Sara had been battling the condition paraganglioma which affects only around 200 people in the UK every year and only very rarely leads to death for more than 10 years.
Despite the condition, her father Syd says her death was a huge shock to him and his wife Helen, both 60, and brother Ian, 31.
“We are devastated,” Syd said last night. “As far as we can tell, she is the only person in the country to have died from it, out of 60 million people.
“We had no reason to think there was anything wrong. She had a wee bit of trouble breathing but that has happened before with the condition.
“On this occasion we went through and she was having severe difficulties. She put her head on her mum’s shoulder and sadly she passed away.”
Syd added: “It started more than 10 years ago when she went to get her eyes tested and something strange was spotted.

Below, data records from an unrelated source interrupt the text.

//! Implements a SQLite backed key-value store.

use std::path::Path;

use rusqlite::{Connection, OptionalExtension};

use crate::{Error, stores::KeyValueStore};

/// Stores values in a single table of a SQLite database.
#[derive(Debug)]
pub struct SQLiteKeyValueStore {
    connection: Connection,
}

impl SQLiteKeyValueStore {
    /// Create a new store for the SQLite `connection`.
    ///
    /// This function will create the key-value table if it does not exist.
    ///
    /// # Errors
    /// This function will return an [Error::SqlError] if the table could not be created.
    pub fn new(connection: Connection) -> Result<Self, Error> {
        Self::create_table(&connection)?;

        Ok(Self { connection })
    }

    /// Open (or create) the database file at `path`.
    ///
    /// # Errors
    /// This function will return an [Error::SqlError] if the database could not
    /// be opened or the table could not be created.
    pub fn open(path: impl AsRef<Path>) -> Result<Self, Error> {
        let path = path.as_ref();
        tracing::debug!("Opening key-value store at {path:?}");

        Self::new(Connection::open(path)?)
    }

    /// Create a store backed by a temporary in-memory database.
    ///
    /// # Errors
    /// This function will return an [Error::SqlError] if the database could not be created.
    pub fn open_in_memory() -> Result<Self, Error> {
        Self::new(Connection::open_in_memory()?)
    }

    /// Create the key-value table in the database.
    ///
    /// # Errors
    /// Returns an error if the table cannot be created or if there is an SQL error.
    pub fn create_table(connection: &Connection) -> Result<(), rusqlite::Error> {
        connection.execute(
            "CREATE TABLE IF NOT EXISTS key_value (
                key TEXT PRIMARY KEY,
                value TEXT NOT NULL
            )",
            (),
        )?;

        Ok(())
    }
}

impl KeyValueStore for SQLiteKeyValueStore {
    /// Retrieve the value stored under `key`.
    ///
    /// # Errors
    /// This function will return an [Error::SqlError] if there is an SQL error.
    fn get(&self, key: &str) -> Result<Option<String>, Error> {
        self.connection
            .prepare("SELECT value FROM key_value WHERE key = ?1")?
            .query_row([key], |row| row.get(0))
            .optional()
            .map_err(|error| error.into())
    }

    /// Insert or replace the value stored under `key`.
    ///
    /// # Errors
    /// This function will return an [Error::SqlError] if there is an SQL error.
    fn set(&mut self, key: &str, value: &str) -> Result<(), Error> {
        self.connection.execute(
            "INSERT INTO key_value (key, value) VALUES (?1, ?2)
             ON CONFLICT(key) DO UPDATE SET value = excluded.value",
            (key, value),
        )?;

        Ok(())
    }
}

#[cfg(test)]
mod key_value_tests {
    use rusqlite::Connection;

    use crate::stores::{KeyValueStore, SQLiteKeyValueStore};

    fn get_test_store() -> SQLiteKeyValueStore {
        SQLiteKeyValueStore::open_in_memory().unwrap()
    }

    #[test]
    fn get_missing_key_returns_none() {
        let store = get_test_store();

        assert_eq!(store.get("finance_tracker_transactions"), Ok(None));
    }

    #[test]
    fn set_then_get_returns_value() {
        let mut store = get_test_store();

        store.set("finance_tracker_allowance", "1500").unwrap();

        assert_eq!(
            store.get("finance_tracker_allowance"),
            Ok(Some("1500".to_owned()))
        );
    }

    #[test]
    fn set_overwrites_existing_value() {
        let mut store = get_test_store();

        store.set("key", "[]").unwrap();
        store.set("key", "[1]").unwrap();

        assert_eq!(store.get("key"), Ok(Some("[1]".to_owned())));
    }

    #[test]
    fn keys_are_independent() {
        let mut store = get_test_store();

        store.set("a", "1").unwrap();
        store.set("b", "2").unwrap();

        assert_eq!(store.get("a"), Ok(Some("1".to_owned())));
        assert_eq!(store.get("b"), Ok(Some("2".to_owned())));
    }

    #[test]
    fn new_keeps_existing_table() {
        let connection = Connection::open_in_memory().unwrap();
        SQLiteKeyValueStore::create_table(&connection).unwrap();
        connection
            .execute(
                "INSERT INTO key_value (key, value) VALUES ('kept', 'yes')",
                (),
            )
            .unwrap();

        let store = SQLiteKeyValueStore::new(connection).unwrap();

        assert_eq!(store.get("kept"), Ok(Some("yes".to_owned())));
    }
}
//! Defines the core data model for transactions.

use std::{fmt::Display, str::FromStr};

use serde::{Deserialize, Serialize};
use time::OffsetDateTime;

use crate::{Error, category::Category};

/// Identifies a transaction within the transaction list.
///
/// IDs are derived from the creation timestamp in milliseconds since the Unix
/// epoch, see [crate::TransactionStore::next_id].
pub type TransactionId = i64;

// ============================================================================
// MODELS
// ============================================================================

/// A validated, non-empty transaction name.
#[derive(Clone, Debug, PartialEq, Eq, Hash, Serialize, Deserialize)]
#[serde(try_from = "String", into = "String")]
pub struct TransactionName(String);

impl TransactionName {
    /// Create a transaction name.
    ///
    /// Leading and trailing whitespace is removed.
    ///
    /// # Errors
    ///
    /// This function will return an [Error::EmptyTransactionName] if `name` is empty or only
    /// contains whitespace.
    pub fn new(name: &str) -> Result<Self, Error> {
        let name = name.trim();

        if name.is_empty() {
            Err(Error::EmptyTransactionName)
        } else {
            Ok(Self(name.to_owned()))
        }
    }

    /// Create a transaction name without validation.
    ///
    /// The caller should ensure that the string is not empty.
    ///
    /// This function has `_unchecked` in the name but is not `unsafe`, because if the non-empty
    /// invariant is violated it will cause incorrect behaviour but not affect memory safety.
    pub fn new_unchecked(name: &str) -> Self {
        Self(name.to_owned())
    }
}

impl AsRef<str> for TransactionName {
    fn as_ref(&self) -> &str {
        &self.0
    }
}

impl FromStr for TransactionName {
    type Err = Error;

    fn from_str(s: &str) -> Result<Self, Self::Err> {
        TransactionName::new(s)
    }
}

impl TryFrom<String> for TransactionName {
    type Error = Error;

    fn try_from(value: String) -> Result<Self, Self::Error> {
        TransactionName::new(&value)
    }
}

impl From<TransactionName> for String {
    fn from(value: TransactionName) -> Self {
        value.0
    }
}

impl Display for TransactionName {
    fn fmt(&self, f: &mut std::fmt::Formatter<'_>) -> std::fmt::Result {
        write!(f, "{}", self.0)
    }
}

/// An expense, i.e. an event where money was spent.
///
/// Transactions are never edited after they are created. To create a new `Transaction`, use
/// [Transaction::build].
#[derive(Debug, Clone, PartialEq, Serialize, Deserialize)]
pub struct Transaction {
    /// The ID of the transaction.
    pub id: TransactionId,
    /// What the money was spent on, e.g. "Groceries".
    pub name: TransactionName,
    /// The amount of money spent in this transaction.
    pub amount: f64,
    /// The category the transaction belongs to.
    pub category: Category,
    /// When the transaction was recorded.
    #[serde(with = "time::serde::rfc3339")]
    pub date: OffsetDateTime,
}

impl Transaction {
    /// Create a new transaction.
    ///
    /// Shortcut for [TransactionBuilder] for discoverability.
    pub fn build(name: TransactionName, amount: f64) -> TransactionBuilder {
        TransactionBuilder {
            name,
            amount,
            category: Category::default(),
        }
    }
}

/// A builder for creating [Transaction] instances.
///
/// The ID and date are assigned when the builder is finalized, since both are
/// derived from the time of creation.
///
/// # Examples
///
/// ```
/// use time::macros::datetime;
///
/// use allowance_rs::{Category, Transaction, TransactionName};
///
/// let transaction = Transaction::build(TransactionName::new("Movie tickets").unwrap(), 32.5)
///     .category(Category::Entertainment)
///     .finalize(1, datetime!(2025-01-15 19:30 UTC));
///
/// assert_eq!(transaction.category, Category::Entertainment);
/// ```
#[derive(Debug, PartialEq, Clone)]
pub struct TransactionBuilder {
    /// What the money was spent on.
    pub name: TransactionName,

    /// The monetary amount of the transaction.
    ///
    /// The builder does not check the sign of the amount. User input should go
    /// through [crate::TransactionForm], which only accepts amounts greater than
    /// zero.
    pub amount: f64,

    /// The category of the transaction. Defaults to [Category::Food].
    pub category: Category,
}

impl TransactionBuilder {
    /// Set the category for the transaction.
    pub fn category(mut self, category: Category) -> Self {
        self.category = category;
        self
    }

    /// Create the transaction with its `id` and creation `date`.
    pub fn finalize(self, id: TransactionId, date: OffsetDateTime) -> Transaction {
        Transaction {
            id,
            name: self.name,
            amount: self.amount,
            category: self.category,
            date,
        }
    }
}

// ============================================================================
// TESTS
// ============================================================================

She was referred to the eye clinic at Ninewells and they referred her to the ear, nose and throat unit where a tumour was spotted coming out of her ear and also behind the ear.
“She underwent a 14-hour operation to remove it. But after a period it started to grow again. It was removed again and she had 26 doses of radiotherapy which the doctors said would be 10-15 years before they would have to do anything with it again.”
But Syd said: “A later X-ray showed that there were more tumours on the outside of her lungs related to the ones on her neck and the doctors said they couldn’t do anything with them because even if she got a double lung transplant, because the host tumour was still there, it would just spread to the new lungs.”
Syd added; “I have the greatest respect for her consultant Hannah Lord. She did look after Sara very well, as did all the staff at the cancer clinic.”
Despite her debilitating condition, Sara battled on bravely.
“She had started singing in St Mary’s Episcopal Church in Broughty Ferry at the age of seven and she was head chorister for a while,” her dad said. “She continued there until it got too much for her.”
A service of celebration of Sara’s life is to be held in St Mary’s Episcopal Church on Friday at noon.